▶ Action item: Every record is to be returned as written, with no omissions.

▶ Provided information:
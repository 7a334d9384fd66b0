use bigdecimal::BigDecimal;
use jsoniq_runtime::runtime::iterators::{additive, constant, empty_sequence, multiplicative, sequence, unary};
use jsoniq_runtime::runtime::{AdditiveOp, BoxedIterator, Metadata, MultiplicativeOp};
use jsoniq_runtime::{DynamicContext, ErrorCode, ErrorKind, Item, evaluate};
use num_bigint::BigInt;
use proptest::prelude::*;
use rstest::rstest;
use std::str::FromStr;

fn md() -> Metadata {
    Metadata::default()
}

fn lit(item: Item) -> BoxedIterator {
    constant(item, md())
}

fn add(l: Item, r: Item, op: AdditiveOp) -> jsoniq_runtime::runtime::Result<Vec<Item>> {
    evaluate(&mut additive(lit(l), lit(r), op, md()), &DynamicContext::empty())
}

fn dec(s: &str) -> Item {
    Item::Decimal(BigDecimal::from_str(s).unwrap())
}

#[rstest]
#[case(AdditiveOp::Add, true)]
#[case(AdditiveOp::Add, false)]
#[case(AdditiveOp::Subtract, true)]
#[case(AdditiveOp::Subtract, false)]
fn empty_operand_absorbs(#[case] op: AdditiveOp, #[case] empty_left: bool) {
    let present = lit(Item::string("not even a number"));
    let (l, r) = if empty_left { (empty_sequence(md()), present) } else { (present, empty_sequence(md())) };
    let out = evaluate(&mut additive(l, r, op, md()), &DynamicContext::empty()).unwrap();
    assert!(out.is_empty());
}

#[rstest]
#[case(Item::Int(2), Item::Double(0.5), Item::Double(2.5))]
#[case(Item::Float(1.5), Item::Double(1.0), Item::Double(2.5))]
#[case(Item::Int(1), Item::Float(0.5), Item::Float(1.5))]
#[case(dec("1.25"), Item::Float(1.0), Item::Float(2.25))]
#[case(Item::Int(1), dec("0.5"), dec("1.5"))]
#[case(Item::integer(BigInt::from(i64::MAX)), Item::Int(1), Item::integer(BigInt::from(i64::MAX) + 1))]
fn ladder_picks_the_first_common_type(#[case] l: Item, #[case] r: Item, #[case] expected: Item) {
    assert_eq!(add(l, r, AdditiveOp::Add).unwrap(), vec![expected]);
}

#[test]
fn int_outside_fast_path_widens_instead_of_overflowing() {
    let out = add(Item::Int(i32::MAX), Item::Int(i32::MAX), AdditiveOp::Add).unwrap();
    assert_eq!(out, vec![Item::integer(BigInt::from(i32::MAX) * 2)]);
    let out = add(Item::Int(i32::MIN), Item::Int(1), AdditiveOp::Subtract).unwrap();
    assert_eq!(out, vec![Item::integer(BigInt::from(i32::MIN) - 1)]);
}

#[test]
fn plural_operand_names_the_side() {
    let err = evaluate(
        &mut additive(sequence(vec![Item::Int(1), Item::Int(2)], md()), lit(Item::Int(3)), AdditiveOp::Add, md()),
        &DynamicContext::empty(),
    )
    .unwrap_err();
    assert_eq!(err.kind(), ErrorKind::Cardinality);
    assert!(err.message.contains("left"), "{}", err.message);
}

#[test]
fn mismatched_types_are_a_type_error_naming_both() {
    let err = add(Item::string("a"), Item::Int(1), AdditiveOp::Add).unwrap_err();
    assert_eq!(err.code, ErrorCode::XPTY0004);
    assert!(err.message.contains("\"string\"") && err.message.contains("\"int\""), "{}", err.message);
    assert!(err.message.contains('+'));
}

#[rstest]
#[case(Item::Int(7), Item::Int(2), MultiplicativeOp::IntegerDivide, Item::Int(3))]
#[case(Item::Int(7), Item::Int(2), MultiplicativeOp::Modulo, Item::Int(1))]
#[case(Item::Int(6), Item::Int(7), MultiplicativeOp::Multiply, Item::Int(42))]
#[case(Item::Int(7), Item::Int(2), MultiplicativeOp::Divide, dec("3.5"))]
#[case(Item::Double(1.0), Item::Int(4), MultiplicativeOp::Divide, Item::Double(0.25))]
fn multiplicative_ladder(#[case] l: Item, #[case] r: Item, #[case] op: MultiplicativeOp, #[case] expected: Item) {
    let out = evaluate(&mut multiplicative(lit(l), lit(r), op, md()), &DynamicContext::empty()).unwrap();
    assert_eq!(out, vec![expected]);
}

#[rstest]
#[case(MultiplicativeOp::Divide)]
#[case(MultiplicativeOp::IntegerDivide)]
#[case(MultiplicativeOp::Modulo)]
fn exact_division_by_zero(#[case] op: MultiplicativeOp) {
    let err =
        evaluate(&mut multiplicative(lit(Item::Int(1)), lit(Item::Int(0)), op, md()), &DynamicContext::empty())
            .unwrap_err();
    assert_eq!(err.code, ErrorCode::FOAR0001);
}

#[test]
fn unary_minus_keeps_the_type() {
    let out = evaluate(&mut unary(lit(Item::Int(5)), true, md()), &DynamicContext::empty()).unwrap();
    assert_eq!(out, vec![Item::Int(-5)]);
    let out = evaluate(&mut unary(lit(Item::year_month_duration(14)), true, md()), &DynamicContext::empty()).unwrap();
    assert_eq!(out, vec![Item::year_month_duration(-14)]);
}

const SAFE: i32 = i32::MAX / 2;

proptest! {
    #[test]
    fn safe_range_int_arithmetic_stays_int(a in -SAFE + 1..SAFE, b in -SAFE + 1..SAFE, minus in any::<bool>()) {
        let op = if minus { AdditiveOp::Subtract } else { AdditiveOp::Add };
        let expected = if minus { i64::from(a) - i64::from(b) } else { i64::from(a) + i64::from(b) };
        let out = add(Item::Int(a), Item::Int(b), op).unwrap();
        prop_assert_eq!(out.len(), 1);
        prop_assert!(out[0].is_int());
        prop_assert_eq!(out[0].to_big_integer(), Some(BigInt::from(expected)));
    }

    #[test]
    fn any_double_operand_yields_double(a in any::<i32>(), d in -1.0e9f64..1.0e9, left in any::<bool>()) {
        let (l, r) = if left { (Item::Double(d), Item::Int(a)) } else { (Item::Int(a), Item::Double(d)) };
        let out = add(l, r, AdditiveOp::Add).unwrap();
        prop_assert_eq!(out.len(), 1);
        prop_assert!(out[0].is_double());
    }

    #[test]
    fn big_integers_are_exact(a in any::<i64>(), b in any::<i64>()) {
        let out = add(Item::integer(a), Item::integer(b), AdditiveOp::Subtract).unwrap();
        prop_assert_eq!(out, vec![Item::integer(BigInt::from(a) - BigInt::from(b))]);
    }
}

▶ Output:
repository 7a334d9384fd66b0
use bigdecimal::BigDecimal;
use jsoniq_runtime::runtime::iterators::{additive, constant, empty_sequence, multiplicative, sequence, unary};
use jsoniq_runtime::runtime::{AdditiveOp, BoxedIterator, Metadata, MultiplicativeOp};
use jsoniq_runtime::{DynamicContext, ErrorCode, ErrorKind, Item, evaluate};
use num_bigint::BigInt;
use proptest::prelude::*;
use rstest::rstest;
use std::str::FromStr;

fn md() -> Metadata {
    Metadata::default()
}

fn lit(item: Item) -> BoxedIterator {
    constant(item, md())
}

fn add(l: Item, r: Item, op: AdditiveOp) -> jsoniq_runtime::runtime::Result<Vec<Item>> {
    evaluate(&mut additive(lit(l), lit(r), op, md()), &DynamicContext::empty())
}

fn dec(s: &str) -> Item {
    Item::Decimal(BigDecimal::from_str(s).unwrap())
}

#[rstest]
#[case(AdditiveOp::Add, true)]
#[case(AdditiveOp::Add, false)]
#[case(AdditiveOp::Subtract, true)]
#[case(AdditiveOp::Subtract, false)]
fn empty_operand_absorbs(#[case] op: AdditiveOp, #[case] empty_left: bool) {
    let present = lit(Item::string("not even a number"));
    let (l, r) = if empty_left { (empty_sequence(md()), present) } else { (present, empty_sequence(md())) };
    let out = evaluate(&mut additive(l, r, op, md()), &DynamicContext::empty()).unwrap();
    assert!(out.is_empty());
}

#[rstest]
#[case(Item::Int(2), Item::Double(0.5), Item::Double(2.5))]
#[case(Item::Float(1.5), Item::Double(1.0), Item::Double(2.5))]
#[case(Item::Int(1), Item::Float(0.5), Item::Float(1.5))]
#[case(dec("1.25"), Item::Float(1.0), Item::Float(2.25))]
#[case(Item::Int(1), dec("0.5"), dec("1.5"))]
#[case(Item::integer(BigInt::from(i64::MAX)), Item::Int(1), Item::integer(BigInt::from(i64::MAX) + 1))]
fn ladder_picks_the_first_common_type(#[case] l: Item, #[case] r: Item, #[case] expected: Item) {
    assert_eq!(add(l, r, AdditiveOp::Add).unwrap(), vec![expected]);
}

#[test]
fn int_outside_fast_path_widens_instead_of_overflowing() {
    let out = add(Item::Int(i32::MAX), Item::Int(i32::MAX), AdditiveOp::Add).unwrap();
    assert_eq!(out, vec![Item::integer(BigInt::from(i32::MAX) * 2)]);
    let out = add(Item::Int(i32::MIN), Item::Int(1), AdditiveOp::Subtract).unwrap();
    assert_eq!(out, vec![Item::integer(BigInt::from(i32::MIN) - 1)]);
}

#[test]
fn plural_operand_names_the_side() {
    let err = evaluate(
        &mut additive(sequence(vec![Item::Int(1), Item::Int(2)], md()), lit(Item::Int(3)), AdditiveOp::Add, md()),
        &DynamicContext::empty(),
    )
    .unwrap_err();
    assert_eq!(err.kind(), ErrorKind::Cardinality);
    assert!(err.message.contains("left"), "{}", err.message);
}

#[test]
fn mismatched_types_are_a_type_error_naming_both() {
    let err = add(Item::string("a"), Item::Int(1), AdditiveOp::Add).unwrap_err();
    assert_eq!(err.code, ErrorCode::XPTY0004);
    assert!(err.message.contains("\"string\"") && err.message.contains("\"int\""), "{}", err.message);
    assert!(err.message.contains('+'));
}

#[rstest]
#[case(Item::Int(7), Item::Int(2), MultiplicativeOp::IntegerDivide, Item::Int(3))]
#[case(Item::Int(7), Item::Int(2), MultiplicativeOp::Modulo, Item::Int(1))]
#[case(Item::Int(6), Item::Int(7), MultiplicativeOp::Multiply, Item::Int(42))]
#[case(Item::Int(7), Item::Int(2), MultiplicativeOp::Divide, dec("3.5"))]
#[case(Item::Double(1.0), Item::Int(4), MultiplicativeOp::Divide, Item::Double(0.25))]
fn multiplicative_ladder(#[case] l: Item, #[case] r: Item, #[case] op: MultiplicativeOp, #[case] expected: Item) {
    let out = evaluate(&mut multiplicative(lit(l), lit(r), op, md()), &DynamicContext::empty()).unwrap();
    assert_eq!(out, vec![expected]);
}

#[rstest]
#[case(MultiplicativeOp::Divide)]
#[case(MultiplicativeOp::IntegerDivide)]
#[case(MultiplicativeOp::Modulo)]
fn exact_division_by_zero(#[case] op: MultiplicativeOp) {
    let err =
        evaluate(&mut multiplicative(lit(Item::Int(1)), lit(Item::Int(0)), op, md()), &DynamicContext::empty())
            .unwrap_err();
    assert_eq!(err.code, ErrorCode::FOAR0001);
}

#[test]
fn unary_minus_keeps_the_type() {
    let out = evaluate(&mut unary(lit(Item::Int(5)), true, md()), &DynamicContext::empty()).unwrap();
    assert_eq!(out, vec![Item::Int(-5)]);
    let out = evaluate(&mut unary(lit(Item::year_month_duration(14)), true, md()), &DynamicContext::empty()).unwrap();
    assert_eq!(out, vec![Item::year_month_duration(-14)]);
}

const SAFE: i32 = i32::MAX / 2;

proptest! {
    #[test]
    fn safe_range_int_arithmetic_stays_int(a in -SAFE + 1..SAFE, b in -SAFE + 1..SAFE, minus in any::<bool>()) {
        let op = if minus { AdditiveOp::Subtract } else { AdditiveOp::Add };
        let expected = if minus { i64::from(a) - i64::from(b) } else { i64::from(a) + i64::from(b) };
        let out = add(Item::Int(a), Item::Int(b), op).unwrap();
        prop_assert_eq!(out.len(), 1);
        prop_assert!(out[0].is_int());
        prop_assert_eq!(out[0].to_big_integer(), Some(BigInt::from(expected)));
    }

    #[test]
    fn any_double_operand_yields_double(a in any::<i32>(), d in -1.0e9f64..1.0e9, left in any::<bool>()) {
        let (l, r) = if left { (Item::Double(d), Item::Int(a)) } else { (Item::Int(a), Item::Double(d)) };
        let out = add(l, r, AdditiveOp::Add).unwrap();
        prop_assert_eq!(out.len(), 1);
        prop_assert!(out[0].is_double());
    }

    #[test]
    fn big_integers_are_exact(a in any::<i64>(), b in any::<i64>()) {
        let out = add(Item::integer(a), Item::integer(b), AdditiveOp::Subtract).unwrap();
        prop_assert_eq!(out, vec![Item::integer(BigInt::from(a) - BigInt::from(b))]);
    }
}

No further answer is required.